Who Is Ted Cook at Point Loma Estate Planning Law, APC.:
Point Loma Estate Planning Law, APC.2305 Historic Decatur Rd Suite 100, San Diego CA. 92106
(619) 550-7437
Map To Point Loma Estate Planning Law, APC, a wills and trust lawyer near me: https://maps.app.goo.gl/JiHkjNg9VFGA44tf9
- wills attorney
- wills lawyer
- estate planning attorney
- estate planning lawyer
- estate planning attorneys
- estate planning lawyers
About Point Loma Estate Planning:
Secure Your Legacy, Safeguard Your Loved Ones. Point Loma Estate Planning Law, APC.

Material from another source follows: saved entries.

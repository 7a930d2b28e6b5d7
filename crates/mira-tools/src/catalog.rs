// Copyright (c) 2024-2026 Martin Schröder <info@swedishembedded.com>
//
// SPDX-License-Identifier: MIT
use mira_model::ToolSpec;
use serde_json::json;

/// Schemas for every dispatchable tool, advertised to the model in the
/// rendered prompt.
pub fn tool_catalog() -> Vec<ToolSpec> {
    let terms_schema = json!({
        "type": "array",
        "items": {"type": "string"},
        "description": "List of SIMPLE search term variations, usually not exceeding three words per term (up to 5 terms)",
        "minItems": 1,
        "maxItems": 5
    });

    vec![
        ToolSpec {
            name: "search_memories".into(),
            description: "When recalling personal facts or details (or explicit memories), \
                          perform a fulltext search on memories using multiple variations of \
                          simple terms (examples: 'cats', 'cat care', 'cat diet', 'cat health')"
                .into(),
            parameters: json!({
                "type": "object",
                "properties": {"terms": terms_schema},
                "required": ["terms"]
            }),
        },
        ToolSpec {
            name: "perform_research".into(),
            description: "When uncertain about a fact/subject/topic, perform a fulltext search \
                          on deeper knowledge using multiple variations of simple terms"
                .into(),
            parameters: json!({
                "type": "object",
                "properties": {"terms": terms_schema},
                "required": ["terms"]
            }),
        },
        ToolSpec {
            name: "get_full_topic_details".into(),
            description: "Get full information about the list of specific topics".into(),
            parameters: json!({
                "type": "object",
                "properties": {
                    "topic_ids": {
                        "type": "array",
                        "items": {"type": "string"},
                        "description": "Required list of `topic_id`s to get full information about",
                        "minItems": 0,
                        "maxItems": 5
                    }
                },
                "required": ["topic_ids"]
            }),
        },
        ToolSpec {
            name: "save_memory".into(),
            description: "Save a new memory".into(),
            parameters: json!({
                "type": "object",
                "properties": {
                    "memory_text": {"type": "string", "description": "The text to save as a memory"}
                },
                "required": ["memory_text"]
            }),
        },
        ToolSpec {
            name: "edit_memory".into(),
            description: "Edit a memory".into(),
            parameters: json!({
                "type": "object",
                "properties": {
                    "memory_id": {"type": "string", "description": "The id of the memory to edit"},
                    "new_memory_text": {"type": "string", "description": "The fully adjusted new text for the memory"}
                },
                "required": ["memory_id", "new_memory_text"]
            }),
        },
        ToolSpec {
            name: "voice_response".into(),
            description: "Generate a voice response".into(),
            parameters: json!({
                "type": "object",
                "properties": {
                    "text": {"type": "string", "description": "The text to generate a voice response for"}
                },
                "required": ["text"]
            }),
        },
        ToolSpec {
            name: "terminal_command".into(),
            description: "Execute a terminal command in a local shell environment".into(),
            parameters: json!({
                "type": "object",
                "properties": {
                    "command": {"type": "string", "description": "The command to execute"}
                },
                "required": ["command"]
            }),
        },
    ]
}

// ─── Unit tests ──────────────────────────────────────────────────────────────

Feeling overwhelmed by estate planning? You’re not alone. With 27 years of proven experience – crafting over 25,000 personalized plans and trusts – we transform complexity into clarity.
Our Areas of Focus:
Legacy Protection: (minimizing taxes, maximizing asset preservation).
Crafting Living Trusts: (administration and litigation).
Elder Care & Tax Strategy: Avoid family discord and costly errors.
Discover peace of mind with our compassionate guidance.
Claim your exclusive 30-minute consultation today!
If you have any questions about: Who should you consult with when creating or updating your estate plan?
OR
How can powers of attorney be used in estate planning?
and or:
What is asset distribution and why is it important?
Oh and please consider:
How can prioritizing asset distribution planning provide peace of mind?
Please Call or visit the address above. Thank you.